Fabric sail is a lightweight, companion driver for the fabric-operator.

When building networks with sail, a blockchain is specified as a concise yaml document describing the topology of the target network. sail reads the topology document, applying updates to the Kubernetes API controller, where custom resources will be reflected on the cluster and realized with the operator. This project aims to determine the minimal specification necessary to convey the Fabric network topology, hiding much or all of the complexity of k8s interactions behind a simple veneer.

sail is a proof-of-concept, inspired by:

  • minikube
  • fabric-test-operator
  • The Fabric Smart Client integration test suite
  • Hyperledger Fabric "in a box"
  • fabric-hyperkube

sail can be used to quickly spin up networks with varying topologies. It can serve as a replacement for the fabric-samples test network, the operator sample-network, or a one-step mechanism to quickly spin up a network with a target topology for a performance benchmarks or integration test.

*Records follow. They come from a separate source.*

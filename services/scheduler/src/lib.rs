//! windlass scheduler library.
//!
//! This crate primarily ships a `windlass-scheduler` binary, but we expose a
//! small library surface to enable integration testing and reuse.

pub mod capacity;
pub mod config;
pub mod db;
pub mod dependency_graph;
pub mod dispatch;
pub mod locking;
pub mod managers;
pub mod sinks;
pub mod store;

sail is a prototype, NOT a production system. Caveat emptor.

Updated approach: Use Argo Workflows

There isn't (yet) a good way to programmatically invoke an administrative API for all steps necessary to set up, admin, and manage a network. Instead of writing a golang SDK to - effectively - fork+exec peer binaries behind the scenes, let's try a really simple approach:

  1. Install Kubernetes
  2. Install Argo Workflows
  3. Launch an Argo Workflow to construct the Fabric Network
  4. Launch an Argo Workflow to construct channels, join peers, etc.
  5. Launch an Argo Workflow to install chaincode
  6. ...

Channel construction, chaincode installation, etc. can be refactored as sub-workflows or workflow templates.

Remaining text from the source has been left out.